File Extension Mismatch setup

Autopsy Help
1

I started an ingest yesterday on my local Documents directory. It has a lot of images in it, and the total size is 123 GB (90,752 files). I started it around 2pm, and it was only 45% done at 8am this morning… Does this sound normal?

Anyway, I cancelled it, as it had already collected a lot of information.

I looked at the “Extension Mismatch Detected”, and I saw one was ‘thm’. I looked it up and it is a thumbnail, and should really be (as Autopsy reported) MIME type ‘jpeg’. Another one was a Canon Raw file with extension ‘CR2’.

I figured since Autopsy knows about these files, there should be a way to configure it to not report these as a mismatch.

It looks like one way to do this would be to simply add extension ‘thm’ as another “known” type for image/jpeg. Is this the correct way to prevent ‘thm’ from showing up as a mismatch?

Also, online I read that CR2 is really a type of image/tiff. I thought about doing the same thing, but then I read that there is a mime type called ‘image/x-canon-cr2’. I also have the older Canon CR raw files.

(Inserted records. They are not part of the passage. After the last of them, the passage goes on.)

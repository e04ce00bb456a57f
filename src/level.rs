// SPDX-License-Identifier: MIT OR Apache-2.0

//! Severity levels.

use std::fmt::Display;
use std::str::FromStr;

use serde::{Deserialize, Serialize};

/// Severity of a log message, ordered from least to most severe.
///
/// The order is fixed: `Debug < Info < Warn < Error`.
#[derive(
    Debug, Clone, Copy, Default, PartialEq, Eq, PartialOrd, Ord, Hash, Serialize, Deserialize,
)]
#[serde(rename_all = "lowercase")]
pub enum Level {
    /// Print-style debugging
    #[default]
    Debug,
    /// Normal operation
    Info,
    /// Suspicious condition
    Warn,
    /// Runtime error
    Error,
}

impl Level {
    /// Every level, least severe first.
    pub const ALL: [Level; 4] = [Level::Debug, Level::Info, Level::Warn, Level::Error];

    /// The lowercase name, as used in structured events.
    pub const fn as_str(self) -> &'static str {
        match self {
            Level::Debug => "debug",
            Level::Info => "info",
            Level::Warn => "warn",
            Level::Error => "error",
        }
    }

    /// The uppercase name, as shown in the display prefix.
    pub const fn label(self) -> &'static str {
        match self {
            Level::Debug => "DEBUG",
            Level::Info => "INFO",
            Level::Warn => "WARN",
            Level::Error => "ERROR",
        }
    }

    /// Ordinal position in [`Level::ALL`].
    pub(crate) const fn index(self) -> usize {
        self as usize
    }
}

impl Display for Level {
    fn fmt(&self, f: &mut std::fmt::Formatter<'_>) -> std::fmt::Result {
        f.write_str(self.as_str())
    }
}

impl FromStr for Level {
    type Err = crate::Error;

    fn from_str(s: &str) -> Result<Self, Self::Err> {
        Level::ALL
            .into_iter()
            .find(|level| level.as_str().eq_ignore_ascii_case(s))
            .ok_or_else(|| crate::Error::UnknownLevel(s.to_string()))
    }
}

WHat is the recommended way to have these not be detected as mismatches?

Thanks,

Mitch

2

That can be normal, but it depends entirely on the ingest modules you selected. The keyword module is lengthy, so don’t run it if you don’t need it. You can also create a file filter in the Options | Ingest tab to focus keyword indexing (and/or other ingest modules) on a subset of data, e.g., in the ‘/Users/’ and ‘/$Recycle.Bin/’ directories.

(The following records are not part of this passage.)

// SPDX-License-Identifier: MIT OR Apache-2.0

//! Context-bound handles.

use crate::engine::Engine;
use crate::value::Value;
use std::future::Future;

/**
An [`Engine`] bound to a fixed context.

Every method forwards to the engine method of the same name with the context
filled in.  The handle holds nothing but the context string: creating or
dropping one never changes the engine.

```
use consolog::{Engine, MemorySink, args};
use std::sync::Arc;

let sink = Arc::new(MemorySink::new());
let engine = Engine::with_sinks(vec![sink.clone()]);
engine.hide_timestamp();

let db = engine.create("Db");
db.warn("slow query", args!["users", 1200]);
assert_eq!(sink.drain_logs(), "[WARN] [Db] slow query users 1200");
```
*/
#[derive(Debug, Clone)]
pub struct ContextHandle<'e> {
    engine: &'e Engine,
    context: String,
}

impl<'e> ContextHandle<'e> {
    pub(crate) fn new(engine: &'e Engine, context: String) -> Self {
        Self { engine, context }
    }

    /// The context this handle logs with.
    pub fn context(&self) -> &str {
        &self.context
    }

    fn ctx(&self) -> Option<&str> {
        Some(self.context.as_str())
    }

    pub fn debug(&self, message: &str, data: Vec<Value>) {
        self.engine.debug(message, self.ctx(), data);
    }

    pub fn info(&self, message: &str, data: Vec<Value>) {
        self.engine.info(message, self.ctx(), data);
    }

    pub fn warn(&self, message: &str, data: Vec<Value>) {
        self.engine.warn(message, self.ctx(), data);
    }

    pub fn error(&self, message: &str, data: Vec<Value>) {
        self.engine.error(message, self.ctx(), data);
    }

    pub fn data(&self, payload: impl Into<Value>) {
        self.engine.data(&self.context, payload);
    }

    pub fn start(&self, label: &str) {
        self.engine.start(label, self.ctx());
    }

    pub fn end(&self, label: &str) -> f64 {
        self.engine.end(label, self.ctx())
    }

    pub fn measure<F: FnOnce()>(&self, label: &str, f: F) -> f64 {
        self.engine.measure(label, f, self.ctx())
    }

    pub fn try_measure<T, E, F>(&self, label: &str, f: F) -> Result<(T, f64), E>
    where
        F: FnOnce() -> Result<T, E>,
    {
        self.engine.try_measure(label, f, self.ctx())
    }

    pub async fn measure_async<Fut>(&self, label: &str, work: Fut) -> f64
    where
        Fut: Future<Output = ()>,
    {
        self.engine.measure_async(label, work, self.ctx()).await
    }

    pub async fn try_measure_async<T, E, Fut>(&self, label: &str, work: Fut) -> Result<(T, f64), E>
    where
        Fut: Future<Output = Result<T, E>>,
    {
        self.engine.try_measure_async(label, work, self.ctx()).await
    }

    pub fn group(&self, label: &str, style: Option<&str>, collapsed: bool) {
        self.engine.group(label, self.ctx(), style, collapsed);
    }
}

Also bear in mind that eliminating known files through the NSRL hash sets can shorten ingest time.

If you wanted to stop thm files that have jpeg signatures from appearing as mismatches, then add the ‘thm’ extension to Options | File Extension Mismatch. Select ‘image/jpeg’ in the File Types pane and then add ‘thm’ as a new extension.

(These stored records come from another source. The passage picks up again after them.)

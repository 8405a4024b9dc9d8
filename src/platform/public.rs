//! Standard public directories
//!
//! The category folders the platform creates on the volume root and shares
//! between applications.

use std::fmt;

#[derive(Debug, Clone, Copy, PartialEq, Eq, Hash)]
pub enum PublicDirectory {
    Music,
    Podcasts,
    Ringtones,
    Alarms,
    Notifications,
    Pictures,
    Movies,
    Download,
    Dcim,
    Documents,
}

impl PublicDirectory {
    pub const ALL: [PublicDirectory; 10] = [
        PublicDirectory::Music,
        PublicDirectory::Podcasts,
        PublicDirectory::Ringtones,
        PublicDirectory::Alarms,
        PublicDirectory::Notifications,
        PublicDirectory::Pictures,
        PublicDirectory::Movies,
        PublicDirectory::Download,
        PublicDirectory::Dcim,
        PublicDirectory::Documents,
    ];

    /// Folder name under the volume root
    pub fn as_str(&self) -> &'static str {
        match self {
            PublicDirectory::Music => "Music",
            PublicDirectory::Podcasts => "Podcasts",
            PublicDirectory::Ringtones => "Ringtones",
            PublicDirectory::Alarms => "Alarms",
            PublicDirectory::Notifications => "Notifications",
            PublicDirectory::Pictures => "Pictures",
            PublicDirectory::Movies => "Movies",
            PublicDirectory::Download => "Download",
            PublicDirectory::Dcim => "DCIM",
            PublicDirectory::Documents => "Documents",
        }
    }

    /// Look up a category by its folder name
    pub fn from_name(name: &str) -> Option<Self> {
        Self::ALL.into_iter().find(|dir| dir.as_str() == name)
    }
}

impl AsRef<str> for PublicDirectory {
    fn as_ref(&self) -> &str {
        self.as_str()
    }
}

impl fmt::Display for PublicDirectory {
    fn fmt(&self, f: &mut fmt::Formatter<'_>) -> fmt::Result {
        f.write_str(self.as_str())
    }
}

#[cfg(test)]
mod tests {
    use super::*;

    #[test]
    fn test_names_round_trip() {
        for dir in PublicDirectory::ALL {
            assert_eq!(PublicDirectory::from_name(dir.as_str()), Some(dir));
        }
    }

    #[test]
    fn test_dcim_is_upper_case() {
        assert_eq!(PublicDirectory::Dcim.to_string(), "DCIM");
        assert_eq!(PublicDirectory::from_name("Dcim"), None);
    }
}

Repeat the process above for any file that you don’t want reported as a mismatch. Find the MIME type in the Options | File Extension Mismatch tab and enter the file extension you don’t want reported for that MIME type.

Remember the purpose of the analysis category: to alert the examiner of potentially disguised files.

3

John,

Thanks for your reply!

Mitch